• [Exercise brief] Transcribe exactly each line of the entries, from the opening line to the line with "#[derive(Debug, StructOpt)]", with both of those lines included.

..............................

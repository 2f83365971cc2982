// SPDX-License-Identifier: GPL-3.0-or-later
use structopt::StructOpt;

use std::path::PathBuf;

use crate::device::ConfigUpdate;

#[derive(Debug, StructOpt)]
#[structopt(about = "Live false-color heatmap viewer for 8x8 thermal sensors")]
pub struct Args {
    /// Path to a configuration file.
    #[structopt(short, long, parse(from_os_str), default_value = "config.toml")]
    pub config_path: PathBuf,

    /// What to do. Defaults to `view`.
    #[structopt(subcommand)]
    pub command: Option<Command>,
}

#[derive(Debug, PartialEq, StructOpt)]
pub enum Command {
    /// Connect to the sensor, render frames as they arrive, and serve them over HTTP.
    View,

    /// Read or change the sensor's configuration.
    Config(ConfigCommand),

    /// Render a single raw frame to an image file.
    Render {
        /// A raw 280 byte frame, as sent by the sensor.
        #[structopt(short, long, parse(from_os_str))]
        input: PathBuf,

        /// Where to write the rendered image. The format is chosen from the extension.
        #[structopt(short, long, parse(from_os_str), default_value = "frame.png")]
        output: PathBuf,
    },
}

impl Default for Command {
    fn default() -> Self {
        Self::View
    }
}

#[derive(Debug, PartialEq, StructOpt)]
pub enum ConfigCommand {
    /// Print the sensor's current configuration and status as JSON.
    Show,

    /// Change one or more configuration values.
    Set(ConfigArgs),
}

#[derive(Debug, Default, PartialEq, StructOpt)]
pub struct ConfigArgs {
    /// Frames per second while active (1, 5 or 10).
    #[structopt(long)]
    normal_fps: Option<u8>,

    /// Frames per second while idle (1, 5 or 10).
    #[structopt(long)]
    idle_fps: Option<u8>,

    /// Seconds without a client before going idle (1 to 300).
    #[structopt(long)]
    idle_timeout_sec: Option<u16>,

    /// Enable or disable the sensor's temporal filter.
    #[structopt(long)]
    temporal_enabled: Option<bool>,

    /// Temporal filter strength (0.05 to 0.8).
    #[structopt(long)]
    alpha: Option<f32>,

    /// Offset added to every reading, in degrees Celsius (-5 to 5).
    #[structopt(long, allow_hyphen_values = true)]
    calibration_offset: Option<f32>,

    /// Enable or disable joining another WiFi network.
    #[structopt(long)]
    sta_enabled: Option<bool>,

    /// The SSID of the WiFi network to join.
    #[structopt(long)]
    sta_ssid: Option<String>,

    /// The password for the WiFi network to join.
    #[structopt(long)]
    sta_password: Option<String>,
}

impl From<ConfigArgs> for ConfigUpdate {
    fn from(args: ConfigArgs) -> Self {
        Self {
            normal_fps: args.normal_fps,
            idle_fps: args.idle_fps,
            idle_timeout_sec: args.idle_timeout_sec,
            temporal_enabled: args.temporal_enabled,
            alpha: args.alpha,
            calibration_offset: args.calibration_offset,
            sta_enabled: args.sta_enabled,
            sta_ssid: args.sta_ssid,
            sta_password: args.sta_password,
        }
    }
}
// SPDX-License-Identifier: GPL-3.0-or-later
use anyhow::Context as _;
use bytes::Bytes;
use futures::future::{Future, FutureExt};
use futures::ready;
use futures::stream::{FuturesUnordered, Stream};
use pin_project::pin_project;
use tokio::sync::{mpsc, watch};
use tokio::task::spawn_blocking;
use tracing::{debug, info, info_span, trace};
use tracing_futures::Instrument;

use std::pin::Pin;
use std::task::{Context, Poll};

use crate::connection::FrameSource;
use crate::frame::FrameSummary;
use crate::render::{BytesImage, RenderCommand, RenderContext};
use crate::settings::Settings;
use crate::stream::{self, MjpegStream, RenderStatus, StatusSources};
use crate::util::flatten_join_result;

type InnerTask = Pin<Box<dyn Future<Output = anyhow::Result<()>>>>;
type TaskList = FuturesUnordered<InnerTask>;

/// How many render commands can be waiting before the HTTP handlers have to wait.
const COMMAND_BUFFER: usize = 8;

/// The live viewer: a connection to the sensor, the render loop, and the HTTP server.
///
/// The pipeline finishes as soon as any one of those finishes.
#[pin_project]
pub(crate) struct Pipeline {
    #[pin]
    tasks: TaskList,
}

impl Pipeline {
    pub(crate) fn new(settings: Settings) -> anyhow::Result<Self> {
        let tasks = TaskList::new();
        let (source, receivers) =
            FrameSource::new(&settings.device).context("Error configuring frame source")?;
        tasks.push(
            tokio::spawn(source.run().instrument(info_span!("frame_source")))
                .map(flatten_join_result)
                .boxed(),
        );
        let (command_tx, command_rx) = mpsc::channel(COMMAND_BUFFER);
        let context = RenderContext::from(&settings.render);
        let (status_tx, status_rx) = watch::channel(RenderStatus::new(&context, None));
        let streams = settings.streams;
        let mjpeg = if streams.enabled && streams.mjpeg.enabled {
            Some(MjpegStream::new())
        } else {
            None
        };
        let render_loop = RenderLoop {
            context,
            frames: receivers.frames.clone(),
            commands: command_rx,
            status: status_tx,
            last_summary: None,
            mjpeg: mjpeg.clone(),
            output_scale: settings.render.output_scale,
            jpeg_quality: streams.mjpeg.quality,
        };
        tasks.push(
            tokio::spawn(render_loop.run().instrument(info_span!("render_loop")))
                .map(flatten_join_result)
                .boxed(),
        );
        if streams.enabled {
            let route = stream::routes(
                mjpeg,
                StatusSources::new(status_rx, &receivers),
                command_tx,
            )
            .context("Error creating viewer routes")?;
            let bind_address = streams.bind_address();
            debug!(address = ?bind_address, "creating warp server");
            let (bound_address, server) = warp::serve(route)
                .try_bind_ephemeral(bind_address)
                .with_context(|| format!("Unable to bind HTTP server to {}", bind_address))?;
            info!(address = %bound_address, "serving viewer");
            tasks.push(server.instrument(info_span!("warp_server")).map(Ok).boxed());
        } else {
            info!("HTTP server disabled, frames will only be rendered");
        }
        Ok(Self { tasks })
    }
}

impl Future for Pipeline {
    type Output = anyhow::Result<()>;

    fn poll(self: Pin<&mut Self>, cx: &mut Context<'_>) -> Poll<Self::Output> {
        let mut this = self.project();
        let res = ready!(this.tasks.as_mut().poll_next(cx)).unwrap_or(Ok(()));
        debug!(result = ?res, "Pipeline terminating");
        Poll::Ready(res)
    }
}

/// Owns the [`RenderContext`] and renders the newest frame whenever one arrives.
struct RenderLoop {
    context: RenderContext,
    frames: watch::Receiver<Option<Bytes>>,
    commands: mpsc::Receiver<RenderCommand>,
    status: watch::Sender<RenderStatus>,
    last_summary: Option<FrameSummary>,
    mjpeg: Option<MjpegStream>,
    output_scale: u32,
    jpeg_quality: u8,
}

impl RenderLoop {
    async fn run(mut self) -> anyhow::Result<()> {
        loop {
            tokio::select! {
                changed = self.frames.changed() => {
                    if changed.is_err() {
                        info!("frame source closed, stopping renderer");
                        return Ok(());
                    }
                    let message = self.frames.borrow().clone();
                    if let Some(message) = message {
                        self.render(message).await?;
                    }
                }
                Some(command) = self.commands.recv() => {
                    self.context.apply(command);
                    self.publish_status();
                }
            }
        }
    }

    fn publish_status(&self) {
        // Nobody is listening when the HTTP server is disabled.
        let _ = self
            .status
            .send(RenderStatus::new(&self.context, self.last_summary));
    }

    async fn render(&mut self, message: Bytes) -> anyhow::Result<()> {
        // The context is moved onto the blocking thread and back again once the frame is drawn.
        let context = std::mem::take(&mut self.context);
        let output_scale = self.output_scale;
        let (context, rendered) = spawn_blocking(move || {
            let mut context = context;
            let rendered = context
                .handle_message(&message)
                .map(|frame| frame.compose(output_scale).map(|image| (frame.summary, image)))
                .transpose();
            Ok::<_, anyhow::Error>((context, rendered))
        })
        .map(flatten_join_result)
        .await
        .context("Error within render thread")?;
        self.context = context;
        let (summary, image) = match rendered.context("Error composing rendered frame")? {
            Some(rendered) => rendered,
            None => return Ok(()),
        };
        self.last_summary = Some(summary);
        self.publish_status();
        if let Some(mjpeg) = &self.mjpeg {
            self.send_mjpeg(mjpeg, image).await?;
        }
        Ok(())
    }

    async fn send_mjpeg(&self, mjpeg: &MjpegStream, image: BytesImage) -> anyhow::Result<()> {
        let quality = self.jpeg_quality;
        let jpeg = spawn_blocking(move || stream::encode_jpeg(&image, quality))
            .map(flatten_join_result)
            .await
            .context("Error with JPEG encoding thread")?;
        trace!(length = jpeg.len(), "sending MJPEG frame");
        mjpeg
            .send_frame(jpeg)
            .context("Unable to send frame to MJPEG stream")
    }
}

..............................

• [Answer box]
repository 2f83365971cc2982
// SPDX-License-Identifier: GPL-3.0-or-later
use structopt::StructOpt;

use std::path::PathBuf;

use crate::device::ConfigUpdate;

#[derive(Debug, StructOpt)]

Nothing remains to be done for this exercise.